== Exercise brief ==
Return each line of the listing in which the word "Option" appears.

== The data ==
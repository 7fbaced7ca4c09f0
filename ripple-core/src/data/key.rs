//! Property keys.
//!
//! Objects are keyed by name, arrays by index. A name that spells a canonical
//! non-negative integer (`"0"`, `"17"`, but not `"01"` or `"-1"`) is the same
//! key as the index, so `Key::from("2") == Key::Index(2)`.

use std::fmt;
use std::rc::Rc;

/// The name of the array length property.
pub const LENGTH: &str = "length";

/// A property key on a [`Target`](super::Target).
#[derive(Debug, Clone, PartialEq, Eq, Hash)]
pub enum Key {
    /// An integer index.
    Index(usize),
    /// Any other property name.
    Name(Rc<str>),
}

impl Key {
    /// The length sentinel.
    pub fn length() -> Self {
        Key::Name(Rc::from(LENGTH))
    }

    /// Whether this key is the length sentinel.
    pub fn is_length(&self) -> bool {
        matches!(self, Key::Name(name) if &**name == LENGTH)
    }

    /// The index, if this key is integer-like.
    pub fn as_index(&self) -> Option<usize> {
        match self {
            Key::Index(index) => Some(*index),
            Key::Name(_) => None,
        }
    }

    /// Parse a property name, folding canonical integers into indices.
    pub fn parse(name: &str) -> Self {
        match parse_index(name) {
            Some(index) => Key::Index(index),
            None => Key::Name(Rc::from(name)),
        }
    }
}

fn parse_index(name: &str) -> Option<usize> {
    let canonical = !name.is_empty()
        && name.bytes().all(|b| b.is_ascii_digit())
        && (name == "0" || !name.starts_with('0'));
    if canonical {
        name.parse().ok()
    } else {
        None
    }
}

impl From<usize> for Key {
    fn from(index: usize) -> Self {
        Key::Index(index)
    }
}

impl From<&str> for Key {
    fn from(name: &str) -> Self {
        Key::parse(name)
    }
}

impl From<String> for Key {
    fn from(name: String) -> Self {
        Key::parse(&name)
    }
}

impl From<&Key> for Key {
    fn from(key: &Key) -> Self {
        key.clone()
    }
}

impl fmt::Display for Key {
    fn fmt(&self, f: &mut fmt::Formatter<'_>) -> fmt::Result {
        match self {
            Key::Index(index) => write!(f, "{index}"),
            Key::Name(name) => f.write_str(name),
        }
    }
}

#[cfg(test)]
mod tests {
    use super::*;

    #[test]
    fn integer_names_fold_into_indices() {
        assert_eq!(Key::from("0"), Key::Index(0));
        assert_eq!(Key::from("42"), Key::Index(42));
        assert_eq!(Key::from(String::from("7")), Key::Index(7));
    }

    #[test]
    fn non_canonical_integers_stay_names() {
        assert!(matches!(Key::from("01"), Key::Name(_)));
        assert!(matches!(Key::from("-1"), Key::Name(_)));
        assert!(matches!(Key::from("1.5"), Key::Name(_)));
        assert!(matches!(Key::from(""), Key::Name(_)));
    }

    #[test]
    fn length_sentinel() {
        assert!(Key::length().is_length());
        assert!(Key::from("length").is_length());
        assert!(!Key::from("len").is_length());
        assert_eq!(Key::length().as_index(), None);
    }

    #[test]
    fn display_matches_source_name() {
        assert_eq!(Key::Index(3).to_string(), "3");
        assert_eq!(Key::from("name").to_string(), "name");
    }
}
//! Observation Wrappers
//!
//! An [`Observed`] stands in for a [`Target`] and routes every access through
//! the engine: reads call [`Engine::track`], writes call
//! [`Engine::trigger`]. Four modes combine two independent flags:
//!
//! | mode              | reads tracked | writes | nested objects          |
//! |-------------------|---------------|--------|-------------------------|
//! | `Mutable`         | yes           | yes    | wrapped `Mutable`       |
//! | `ShallowMutable`  | yes           | yes    | raw                     |
//! | `Readonly`        | no            | no     | wrapped `Readonly`      |
//! | `ShallowReadonly` | no            | no     | raw                     |
//!
//! Nested objects are wrapped lazily, when they are read, never eagerly when
//! the outer object is wrapped.
//!
//! # Caching
//!
//! Each engine keeps one wrapper per target and mode family (mutable or
//! readonly), for as long as the target is alive. Wrapping the same target
//! twice yields the identical wrapper while any handle to it is held; once
//! every handle is gone the next wrap builds an equivalent wrapper in the
//! same mode. The shallow and deep modes of a family share the cache, so
//! whichever was created first is returned for both.

use std::collections::HashMap;
use std::fmt;
use std::rc::{Rc, Weak};

use serde::{Deserialize, Serialize};
use tracing::warn;

use super::runtime::{Engine, TrackOp, TriggerOp};
use crate::data::{Key, Target, TargetId, Value, WeakTarget};
use crate::error::{ReactiveError, Result};

/// Entries below this count never trigger an automatic sweep.
const MIN_SWEEP_THRESHOLD: usize = 64;

/// How a wrapper observes its target.
#[derive(Debug, Clone, Copy, PartialEq, Eq, Hash, Serialize, Deserialize)]
#[serde(rename_all = "snake_case")]
pub enum Mode {
    Mutable,
    ShallowMutable,
    Readonly,
    ShallowReadonly,
}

== Response to this exercise ==
    pub fn as_index(&self) -> Option<usize> {
fn parse_index(name: &str) -> Option<usize> {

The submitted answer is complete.